[THE TASK]: Using the records below, copy every line that holds the string "fresh".

[DATA FOR PROCESSING]:
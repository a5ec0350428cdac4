//! Deterministic Büchi automata over sets of atomic propositions.
//!
//! The automaton is supplied by the caller (typically produced by an
//! external LTL translator); this crate only needs to follow its
//! transitions during the product construction. Guards are exact
//! sets of atomic-proposition indices: an edge is taken when the
//! label of the read state equals its guard.

use std::collections::BTreeSet;

use serde::{Deserialize, Serialize};

use crate::Error;

/// A set of atomic propositions, by index into the owning model's AP
/// list.
pub type ApSet = BTreeSet<u32>;

#[derive(Debug, Clone, PartialEq, Eq, Serialize, Deserialize)]
pub struct DbaTransition {
    pub from: u32,
    pub guard: ApSet,
    pub to: u32,
}

/// A deterministic state-based Büchi automaton.
#[derive(Debug, Clone, PartialEq, Eq, Serialize, Deserialize)]
pub struct Dba {
    num_states: u32,
    pub initial: u32,
    pub delta: Vec<DbaTransition>,
    pub accepting: BTreeSet<u32>,
}

impl Dba {
    pub fn new(num_states: u32, initial: u32, accepting: impl IntoIterator<Item = u32>) -> Self {
        assert!(initial < num_states, "initial state out of range");
        Dba {
            num_states,
            initial,
            delta: Vec::new(),
            accepting: accepting.into_iter().collect(),
        }
    }

    pub fn num_states(&self) -> u32 {
        self.num_states
    }

    /// Add the edge `from --guard--> to`.
    ///
    /// Fails when an edge with the same source and guard exists
    /// (determinism would be lost) or a state is out of range.
    pub fn add_edge(&mut self, from: u32, guard: ApSet, to: u32) -> Result<(), Error> {
        if from >= self.num_states || to >= self.num_states {
            return Err(Error::InvalidModel(format!(
                "automaton edge {} -> {} out of range",
                from, to
            )));
        }
        if self
            .delta
            .iter()
            .any(|t| t.from == from && t.guard == guard)
        {
            return Err(Error::InvalidModel(format!(
                "automaton state {} already has an edge guarded by {:?}",
                from, guard
            )));
        }
        self.delta.push(DbaTransition { from, guard, to });
        Ok(())
    }

    /// The successor of `q` when reading `label`, `None` when the
    /// automaton has no matching edge.
    pub fn successor(&self, q: u32, label: &ApSet) -> Option<u32> {
        self.delta
            .iter()
            .find(|t| t.from == q && t.guard == *label)
            .map(|t| t.to)
    }

    pub fn is_accepting(&self, q: u32) -> bool {
        self.accepting.contains(&q)
    }
}
//! Finite discrete probability distributions over state identifiers.

use serde::{Deserialize, Serialize};

use crate::{Error, StateId};

/// Tolerance for the unit-sum check.
pub const SUM_TOLERANCE: f64 = 1e-9;

/// A probability distribution over successor states.
///
/// Stored as two parallel vectors sorted by state id, which keeps
/// support lookups cheap during MEC shrinking and makes iteration
/// order deterministic.
#[derive(Debug, Clone, PartialEq, Serialize, Deserialize)]
pub struct Distribution {
    states: Vec<StateId>,
    weights: Vec<f64>,
}

impl Distribution {
    /// Build a distribution from (state, weight) pairs.
    ///
    /// Fails if a state occurs twice, a weight is not positive, or the
    /// weights do not sum to one within [`SUM_TOLERANCE`].
    pub fn from_pairs<I>(pairs: I) -> Result<Self, Error>
    where
        I: IntoIterator<Item = (StateId, f64)>,
    {
        let mut pairs: Vec<(StateId, f64)> = pairs.into_iter().collect();
        pairs.sort_by_key(|(s, _)| *s);

        let mut sum = 0.0;
        for window in pairs.windows(2) {
            if window[0].0 == window[1].0 {
                return Err(Error::InvalidModel(format!(
                    "state {} occurs twice in a distribution",
                    window[0].0
                )));
            }
        }
        for &(s, w) in &pairs {
            if w <= 0.0 {
                return Err(Error::InvalidModel(format!(
                    "non-positive probability {} for state {}",
                    w, s
                )));
            }
            sum += w;
        }
        if (sum - 1.0).abs() > SUM_TOLERANCE {
            return Err(Error::InvalidModel(format!(
                "probabilities sum to {} instead of 1",
                sum
            )));
        }

        let (states, weights) = pairs.into_iter().unzip();
        Ok(Distribution { states, weights })
    }

    /// Uniform distribution over the given states.
    pub fn uniform(states: &[StateId]) -> Result<Self, Error> {
        if states.is_empty() {
            return Err(Error::InvalidModel(
                "uniform distribution over no states".to_string(),
            ));
        }
        let p = 1.0 / states.len() as f64;
        Self::from_pairs(states.iter().map(|&s| (s, p)))
    }

    /// Dirac distribution on a single state.
    pub fn dirac(state: StateId) -> Self {
        Distribution {
            states: vec![state],
            weights: vec![1.0],
        }
    }

    /// Successor states, sorted by id.
    pub fn support(&self) -> &[StateId] {
        &self.states
    }

    pub fn weights(&self) -> &[f64] {
        &self.weights
    }

    /// Probability of `state`, 0 when outside the support.
    pub fn probability(&self, state: StateId) -> f64 {
        match self.states.binary_search(&state) {
            Ok(i) => self.weights[i],
            Err(_) => 0.0,
        }
    }

    pub fn contains(&self, state: StateId) -> bool {
        self.states.binary_search(&state).is_ok()
    }

    pub fn iter(&self) -> impl Iterator<Item = (StateId, f64)> + '_ {
        self.states.iter().copied().zip(self.weights.iter().copied())
    }

    pub fn len(&self) -> usize {
        self.states.len()
    }

    pub fn is_empty(&self) -> bool {
        self.states.is_empty()
    }
}
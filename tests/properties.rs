//! Cross-objective invariants that must hold on every model.

use consmdp::{examples, solve, ConsMdp, Level, Objective, StateId, INF};

fn models() -> Vec<(ConsMdp, Vec<StateId>, Level)> {
    vec![
        {
            let (m, t) = examples::two_state();
            (m, t, 2)
        },
        {
            let (m, t) = examples::basic();
            (m, t, 22)
        },
        {
            let (m, t) = examples::little_alsure();
            (m, t, 10)
        },
        {
            let (m, t) = examples::ultimate();
            (m, t, 15)
        },
        {
            let (m, t) = examples::kucera_reach();
            (m, t, 16)
        },
        {
            let (m, t) = examples::buchi_gap();
            (m, t, 5)
        },
    ]
}

/// Safety <= PosReach <= AsReach <= Buchi pointwise outside the
/// target set (targets publish 0 by the grounding convention).
#[test]
fn dominance_order_outside_targets() {
    for (i, (m, t, cap)) in models().into_iter().enumerate() {
        let (safe, _) = solve(&m, cap, &t, Objective::Safety).unwrap();
        let (pos, _) = solve(&m, cap, &t, Objective::PosReach).unwrap();
        let (alsure, _) = solve(&m, cap, &t, Objective::AsReach).unwrap();
        let (buchi, _) = solve(&m, cap, &t, Objective::Buchi).unwrap();
        for s in 0..m.num_states() {
            if t.contains(&s) {
                continue;
            }
            assert!(safe[s] <= pos[s], "model {} state {}: safe > pos", i, s);
            assert!(pos[s] <= alsure[s], "model {} state {}: pos > as", i, s);
            assert!(alsure[s] <= buchi[s], "model {} state {}: as > buchi", i, s);
        }
    }
}

/// Raising the capacity can only lower the levels.
#[test]
fn monotonicity_in_capacity() {
    let caps = [3, 4, 5, 10];
    let objectives = [
        Objective::Safety,
        Objective::PosReach,
        Objective::AsReach,
        Objective::Buchi,
    ];
    let m = examples::cycle();
    for objective in objectives {
        let mut prev: Option<Vec<Level>> = None;
        for cap in caps {
            let (levels, _) = solve(&m, cap, &[2], objective).unwrap();
            if let Some(prev) = &prev {
                for s in 0..m.num_states() {
                    assert!(
                        levels[s] <= prev[s],
                        "{:?} at state {} grew from cap {} to a larger cap",
                        objective,
                        s,
                        cap
                    );
                }
            }
            prev = Some(levels);
        }
    }
}

#[test]
fn monotonicity_in_capacity_on_kucera() {
    let (m, t) = examples::kucera_reach();
    let mut prev: Option<Vec<Level>> = None;
    for cap in [14, 15, 16, 20, 40] {
        let (levels, _) = solve(&m, cap, &t, Objective::PosReach).unwrap();
        if let Some(prev) = &prev {
            for s in 0..m.num_states() {
                assert!(levels[s] <= prev[s]);
            }
        }
        prev = Some(levels);
    }
}

/// The cycle survives from capacity 4 on and the levels freeze; with
/// capacity 3 everything is lost.
#[test]
fn cycle_capacity_sweep_values() {
    let m = examples::cycle();
    let (levels, _) = solve(&m, 3, &[2], Objective::Buchi).unwrap();
    assert_eq!(levels, vec![INF; 4]);
    for cap in [4, 5, 10] {
        let (levels, _) = solve(&m, cap, &[2], Objective::Buchi).unwrap();
        assert_eq!(levels, [4, 3, 0, 1]);
    }
}

/// Two builds of the same model produce identical vectors and
/// identical selectors.
#[test]
fn solving_is_deterministic() {
    let objectives = [
        Objective::MinInitCons,
        Objective::Safety,
        Objective::PosReach,
        Objective::AsReach,
        Objective::Buchi,
    ];
    for objective in objectives {
        let (m1, t1) = examples::ultimate();
        let (m2, t2) = examples::ultimate();
        let (l1, s1) = solve(&m1, 15, &t1, objective).unwrap();
        let (l2, s2) = solve(&m2, 15, &t2, objective).unwrap();
        assert_eq!(l1, l2);
        assert_eq!(s1, s2, "{:?} selectors differ", objective);
    }
}

/// Targets publish 0 exactly when they admit a surviving action.
#[test]
fn target_grounding() {
    for (i, (m, t, cap)) in models().into_iter().enumerate() {
        let (safe, _) = solve(&m, cap, &t, Objective::Safety).unwrap();
        for objective in [Objective::PosReach, Objective::AsReach] {
            let (levels, _) = solve(&m, cap, &t, objective).unwrap();
            for &target in &t {
                if safe[target] == INF {
                    assert_eq!(levels[target], INF, "model {} target {}", i, target);
                } else {
                    assert_eq!(levels[target], 0, "model {} target {}", i, target);
                }
            }
        }
    }
}

/// Serialise, parse back, solve both: identical results.
#[test]
fn round_trip_through_json() {
    let (m, t) = examples::ultimate();
    let json = serde_json::to_string(&m).unwrap();
    let parsed: ConsMdp = serde_json::from_str(&json).unwrap();
    assert_eq!(parsed.num_states(), m.num_states());

    for objective in [Objective::Safety, Objective::PosReach, Objective::Buchi] {
        let (l1, s1) = solve(&m, 15, &t, objective).unwrap();
        let (l2, s2) = solve(&parsed, 15, &t, objective).unwrap();
        assert_eq!(l1, l2);
        assert_eq!(s1, s2);
    }

    let (_, selector) = solve(&m, 15, &t, Objective::Buchi).unwrap();
    let json = serde_json::to_string(&selector).unwrap();
    let parsed: consmdp::CounterSelector = serde_json::from_str(&json).unwrap();
    assert_eq!(parsed, selector);
}

/// Independent solvers over one frozen model need no locks; derived
/// state is per-solver.
#[test]
fn parallel_solvers_share_a_model() {
    let (m, t) = examples::ultimate();
    let (buchi, alsure) = std::thread::scope(|scope| {
        let h1 = scope.spawn(|| solve(&m, 15, &t, Objective::Buchi).unwrap().0);
        let h2 = scope.spawn(|| solve(&m, 15, &t, Objective::AsReach).unwrap().0);
        (h1.join().unwrap(), h2.join().unwrap())
    });
    assert_eq!(buchi, [6, INF, INF, 3, 2, 1, 10, INF, 0, INF, INF]);
    assert_eq!(alsure, [6, INF, INF, 3, 2, 1, 4, 0, 0, INF, 0]);
}

/// Solving twice through one solver returns the cached vector
/// unchanged: the fixpoint is stable.
#[test]
fn repeated_queries_are_stable() {
    let (m, t) = examples::basic();
    let mut solver = consmdp::EnergySolver::new(&m, 22, t).unwrap();
    let first = solver.min_levels(Objective::AsReach).unwrap().to_vec();
    let second = solver.min_levels(Objective::AsReach).unwrap().to_vec();
    assert_eq!(first, second);

    let mut fresh = consmdp::EnergySolver::new(&m, 22, examples::basic().1).unwrap();
    assert_eq!(fresh.min_levels(Objective::AsReach).unwrap(), first);
}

[EXERCISE ANSWER]:
    let mut fresh = consmdp::EnergySolver::new(&m, 22, examples::basic().1).unwrap();
    assert_eq!(fresh.min_levels(Objective::AsReach).unwrap(), first);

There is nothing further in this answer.